The GANNET is a Protector-class Coastal Patrol Boat manned by the U.S. Coast Guard. When she is not being toured by the public, the GANNET protects America’s coastal waters and fisheries after launching from her homeport in Mobile.

Full information for the public tours included below as a courtesy of the Alabama State Port Authority and the United States Navy:

USS MCFAUL (DDG 74) Welcome Ceremony and Public Tours Info

  •   Welcome Ceremony:  11:00 am, CST, Friday, February 21, 2020. Alabama State Port Authority, Pier 2.  Gates open at 9:30 am (CST).
  •   Public Tours:  February 22-25, 2020 between the hours of 8:30 am – 11:00 am and 1:00 pm – 4:00 pm (CST) Pier 2 Terminal, downtown Mobile, Ala.
  •   The gate entrance is located on the north side of the Mobile Convention Center on Water Street, Downtown Mobile, Ala.
  •   The Public is welcome, but all visitors are required to wear closed toe/heel shoes and carry valid identification.  All guests will undergo security screening prior to entry to the facility.
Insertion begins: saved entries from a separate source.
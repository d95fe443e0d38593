//! Output formatting for CLI commands.

use std::fmt::Write as _;

use chrono::{DateTime, Utc};
use serde::Serialize;

use crate::models::{Change, Component, Parameter, Template, Version, VersionDiff};
use crate::services::ContentHasher;
use crate::storage::sqlite::DatabaseStats;
use crate::{Error, Result};

/// Output format for commands.
#[derive(Debug, Clone, Copy, Default, PartialEq, Eq)]
pub enum OutputFormat {
    /// Human-readable tables (default).
    #[default]
    Table,
    /// Pretty-printed JSON.
    Json,
    /// YAML.
    Yaml,
}

impl OutputFormat {
    /// Parses output format from string.
    ///
    /// # Errors
    ///
    /// Returns [`Error::InvalidInput`] for an unknown format.
    pub fn parse(s: &str) -> Result<Self> {
        match s.trim().to_lowercase().as_str() {
            "table" | "text" => Ok(Self::Table),
            "json" => Ok(Self::Json),
            "yaml" | "yml" => Ok(Self::Yaml),
            other => Err(Error::InvalidInput(format!(
                "unknown output format '{other}', expected table, json or yaml"
            ))),
        }
    }
}

/// Serializes `value` as JSON or YAML.
///
/// Returns `None` for [`OutputFormat::Table`], which callers render themselves.
///
/// # Errors
///
/// Returns [`Error::InvalidInput`] if serialization fails.
pub fn serialize<T: Serialize + ?Sized>(value: &T, format: OutputFormat) -> Result<Option<String>> {
    match format {
        OutputFormat::Table => Ok(None),
        OutputFormat::Json => serde_json::to_string_pretty(value)
            .map(Some)
            .map_err(|e| Error::InvalidInput(format!("failed to render JSON: {e}"))),
        OutputFormat::Yaml => serde_yaml_ng::to_string(value)
            .map(|s| Some(s.trim_end().to_string()))
            .map_err(|e| Error::InvalidInput(format!("failed to render YAML: {e}"))),
    }
}

/// Renders a Unix timestamp as `YYYY-MM-DD HH:MM:SS` UTC.
#[must_use]
pub fn format_timestamp(ts: u64) -> String {
    i64::try_from(ts)
        .ok()
        .and_then(|secs| DateTime::<Utc>::from_timestamp(secs, 0))
        .map_or_else(|| ts.to_string(), |dt| dt.format("%Y-%m-%d %H:%M:%S").to_string())
}

fn truncate(s: &str, max: usize) -> String {
    let first_line = s.lines().next().unwrap_or_default();
    if first_line.chars().count() <= max && first_line.len() == s.trim_end().len() {
        return first_line.to_string();
    }
    let cut: String = first_line.chars().take(max.saturating_sub(3)).collect();
    format!("{cut}...")
}

/// Renders a template table.
#[must_use]
pub fn templates_table(templates: &[Template]) -> String {
    if templates.is_empty() {
        return "No templates found.".to_string();
    }
    let mut out = format!(
        "{:<24} {:<7} {:<5} {:<7} {:<20} DESCRIPTION\n",
        "ID", "ACTIVE", "LANG", "SYSTEM", "UPDATED"
    );
    out.push_str(&"-".repeat(90));
    out.push('\n');
    for t in templates {
        let active = t.active_version.map_or_else(|| "-".to_string(), |v| v.to_string());
        let _ = writeln!(
            out,
            "{:<24} {:<7} {:<5} {:<7} {:<20} {}",
            t.id,
            active,
            t.language,
            if t.is_system { "yes" } else { "no" },
            format_timestamp(t.updated_at),
            truncate(&t.description, 40)
        );
    }
    let _ = write!(out, "\nTotal: {} templates", templates.len());
    out
}

/// Renders a single template.
#[must_use]
pub fn template_details(template: &Template) -> String {
    let mut out = String::new();
    let _ = writeln!(out, "Template: {}", template.id);
    if !template.description.is_empty() {
        let _ = writeln!(out, "Description: {}", template.description);
    }
    let _ = writeln!(out, "Language: {}", template.language);
    let _ = writeln!(out, "System: {}", if template.is_system { "yes" } else { "no" });
    let _ = writeln!(
        out,
        "Active version: {}",
        template
            .active_version
            .map_or_else(|| "none".to_string(), |v| v.to_string())
    );
    let _ = writeln!(out, "Created: {}", format_timestamp(template.created_at));
    let _ = write!(out, "Updated: {}", format_timestamp(template.updated_at));
    out
}

/// Renders a version table. The active version is marked with `*`.
#[must_use]
pub fn versions_table(versions: &[Version]) -> String {
    if versions.is_empty() {
        return "No versions found.".to_string();
    }
    let mut out = format!(
        "  {:<8} {:<13} {:<16} {:<20} {:<7} COMMENT\n",
        "VERSION", "HASH", "AUTHOR", "CREATED", "SOURCE"
    );
    out.push_str(&"-".repeat(90));
    out.push('\n');
    for v in versions {
        let source = v.source_version.map_or_else(|| "-".to_string(), |s| s.to_string());
        let _ = writeln!(
            out,
            "{} {:<8} {:<13} {:<16} {:<20} {:<7} {}",
            if v.is_active { "*" } else { " " },
            v.version_number,
            ContentHasher::short(&v.content_hash),
            truncate(&v.created_by, 16),
            format_timestamp(v.created_at),
            source,
            v.comment.as_deref().map(|c| truncate(c, 30)).unwrap_or_default()
        );
    }
    let _ = write!(out, "\nTotal: {} versions", versions.len());
    out
}

/// Renders a single version with its content.
#[must_use]
pub fn version_details(version: &Version) -> String {
    let mut out = String::new();
    let _ = writeln!(out, "Version: {}", version.label());
    let _ = writeln!(out, "Active: {}", if version.is_active { "yes" } else { "no" });
    let _ = writeln!(out, "Author: {}", version.created_by);
    let _ = writeln!(out, "Created: {}", format_timestamp(version.created_at));
    let _ = writeln!(out, "Hash: {}", version.content_hash);
    if let Some(source) = version.source_version {
        let _ = writeln!(out, "Rolled back from: {source}");
    }
    if let Some(comment) = &version.comment {
        let _ = writeln!(out, "Comment: {comment}");
    }
    let _ = writeln!(out);
    let _ = writeln!(out, "Content:");
    let _ = writeln!(out, "--------");
    out.push_str(&version.content);
    out
}

/// Renders a component table.
#[must_use]
pub fn components_table(components: &[Component]) -> String {
    if components.is_empty() {
        return "No components.".to_string();
    }
    let mut out = format!(
        "{:<4} {:<16} {:<20} {:<6} HASH\n",
        "ORD", "TYPE", "NAME", "LINES"
    );
    out.push_str(&"-".repeat(64));
    out.push('\n');
    for c in components {
        let _ = writeln!(
            out,
            "{:<4} {:<16} {:<20} {:<6} {}",
            c.ordinal,
            c.component_type.as_str(),
            c.name,
            c.content.lines().count(),
            ContentHasher::short(&c.content_hash)
        );
    }
    out.truncate(out.trim_end().len());
    out
}

/// Renders a parameter table.
#[must_use]
pub fn parameters_table(parameters: &[Parameter]) -> String {
    if parameters.is_empty() {
        return "No parameters.".to_string();
    }
    let mut out = format!("{:<24} {:<8} VALUE\n", "KEY", "TYPE");
    out.push_str(&"-".repeat(60));
    out.push('\n');
    for p in parameters {
        let _ = writeln!(
            out,
            "{:<24} {:<8} {}",
            p.key,
            p.parameter_type.as_str(),
            truncate(&p.value, 40)
        );
    }
    out.truncate(out.trim_end().len());
    out
}

/// Renders a diff in a line-oriented text form.
#[must_use]
pub fn diff_text(diff: &VersionDiff) -> String {
    let mut out = format!(
        "{}: version {} -> {}\n",
        diff.template_id, diff.from_version, diff.to_version
    );
    if diff.is_empty() {
        out.push_str("No differences.");
        return out;
    }

    for component in &diff.components {
        let _ = writeln!(
            out,
            "\n{} ({}) {}",
            component.key(),
            component.change_type.as_str(),
            component.summary()
        );
        for line in &component.lines {
            let number = line
                .line_number
                .or(line.old_line_number)
                .map_or_else(String::new, |n| n.to_string());
            let text = match (&line.old_text, &line.new_text) {
                (Some(old), Some(new)) => format!("{old} => {new}"),
                (Some(text), None) | (None, Some(text)) => text.clone(),
                (None, None) => String::new(),
            };
            let _ = writeln!(out, "  {} {:>4}: {}", line.change_type.sigil(), number, text);
        }
    }

    if !diff.parameters.is_empty() {
        out.push_str("\nparameters\n");
        for p in &diff.parameters {
            let _ = writeln!(
                out,
                "  {:<8} {}: {} -> {}",
                p.change_type.as_str(),
                p.key,
                p.old_value.as_deref().unwrap_or("-"),
                p.new_value.as_deref().unwrap_or("-")
            );
        }
    }

    let _ = write!(out, "\nTotal: {}", diff.summary());
    out
}

/// Renders a change-log table.
#[must_use]
pub fn changes_table(changes: &[Change]) -> String {
    if changes.is_empty() {
        return "No changes recorded.".to_string();
    }
    let mut out = format!(
        "{:<4} {:<5} {:<8} {:<40} SUMMARY\n",
        "TO", "FROM", "TYPE", "FIELD"
    );
    out.push_str(&"-".repeat(90));
    out.push('\n');
    for c in changes {
        let from = c.from_version.map_or_else(|| "-".to_string(), |v| v.to_string());
        let _ = writeln!(
            out,
            "{:<4} {:<5} {:<8} {:<40} {}",
            c.to_version,
            from,
            c.change_type.as_str(),
            c.field_name,
            c.change_summary.as_deref().unwrap_or_default()
        );
    }
    let _ = write!(out, "\nTotal: {} changes", changes.len());
    out
}

/// Renders database statistics.
#[must_use]
pub fn stats_text(stats: &DatabaseStats) -> String {
    format!(
        "Templates: {}\nVersions: {}\nChanges: {}\nDatabase size: {} bytes",
        stats.template_count, stats.version_count, stats.change_count, stats.db_size_bytes
    )
}

#[cfg(test)]
mod tests {
    use super::*;
    use crate::models::{ChangeType, ComponentDiff, ComponentType, LineChangeType, LineDiff, TemplateId, VersionId};
    use test_case::test_case;

    fn version(number: u32, active: bool) -> Version {
        Version {
            id: VersionId::new(format!("v{number}")),
            template_id: TemplateId::new("demo").unwrap(),
            version_number: number,
            content: "A\nB".to_string(),
            content_hash: ContentHasher::hash("A\nB"),
            is_active: active,
            created_by: "alice".to_string(),
            created_at: 0,
            comment: None,
            source_version: None,
        }
    }

    #[test_case("table", OutputFormat::Table)]
    #[test_case("JSON", OutputFormat::Json)]
    #[test_case("yml", OutputFormat::Yaml)]
    fn test_parse_format(input: &str, expected: OutputFormat) {
        assert_eq!(OutputFormat::parse(input).unwrap(), expected);
    }

    #[test]
    fn test_parse_unknown_format() {
        assert!(matches!(OutputFormat::parse("xml"), Err(Error::InvalidInput(_))));
    }

    #[test]
    fn test_format_timestamp() {
        assert_eq!(format_timestamp(0), "1970-01-01 00:00:00");
        assert_eq!(format_timestamp(1_700_000_000), "2023-11-14 22:13:20");
    }

    #[test]
    fn test_serialize_formats() {
        let v = version(1, true);
        assert!(serialize(&v, OutputFormat::Table).unwrap().is_none());

        let json = serialize(&v, OutputFormat::Json).unwrap().unwrap();
        let parsed: serde_json::Value = serde_json::from_str(&json).unwrap();
        assert_eq!(parsed["version_number"], 1);
        assert_eq!(parsed["template_id"], "demo");

        let yaml = serialize(&v, OutputFormat::Yaml).unwrap().unwrap();
        assert!(yaml.contains("version_number: 1"));
    }

    #[test]
    fn test_versions_table_marks_active() {
        let table = versions_table(&[version(1, false), version(2, true)]);
        let lines: Vec<&str> = table.lines().collect();
        assert!(lines[2].starts_with("  1"));
        assert!(lines[3].starts_with("* 2"));
        assert!(table.ends_with("Total: 2 versions"));
        assert_eq!(versions_table(&[]), "No versions found.");
    }

    #[test]
    fn test_version_details_names_rollback_source() {
        let plain = version_details(&version(2, false));
        assert!(!plain.contains("Rolled back from"));

        let mut copy = version(4, true);
        copy.source_version = Some(1);
        copy.comment = Some("restore baseline".to_string());
        let details = version_details(&copy);
        assert!(details.contains("Version: demo@4"));
        assert!(details.contains("Rolled back from: 1"));
        assert!(details.contains("Comment: restore baseline"));
    }

    #[test]
    fn test_diff_text() {
        let diff = VersionDiff {
            template_id: TemplateId::new("demo").unwrap(),
            from_version: 1,
            to_version: 2,
            components: vec![ComponentDiff {
                component_type: ComponentType::Unparsed,
                name: "content".to_string(),
                change_type: ChangeType::Updated,
                old_content: Some("A\nB".to_string()),
                new_content: Some("A\nX".to_string()),
                lines: vec![LineDiff {
                    change_type: LineChangeType::Modified,
                    line_number: Some(2),
                    old_line_number: Some(2),
                    old_text: Some("B".to_string()),
                    new_text: Some("X".to_string()),
                }],
            }],
            parameters: Vec::new(),
        };
        let text = diff_text(&diff);
        assert!(text.starts_with("demo: version 1 -> 2"));
        assert!(text.contains("2: B => X"));
        assert!(text.ends_with("Total: +0 -0 ~1 lines"));
    }

    #[test]
    fn test_truncate() {
        assert_eq!(truncate("short", 10), "short");
        assert_eq!(truncate("a very long description", 10), "a very ...");
        assert_eq!(truncate("first\nsecond", 20), "first...");
    }
}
USCGC GANNET Public Tours Info

  •   GANNET will moor at 9:00 am (CST) on February 24, 2020 at the GulfQuest Maritime Museum, 155 S Water Street, in downtown Mobile, Ala.
  •   Public Tours: February 24 between the hours of 11:00 am and 3:00 pm (CST), and February 25-26 between the hours of 10:00 am and 3:00 pm (CST).
  •   The Public is welcome, but all visitors are required to wear closed toe/heel shoes and carry valid identification.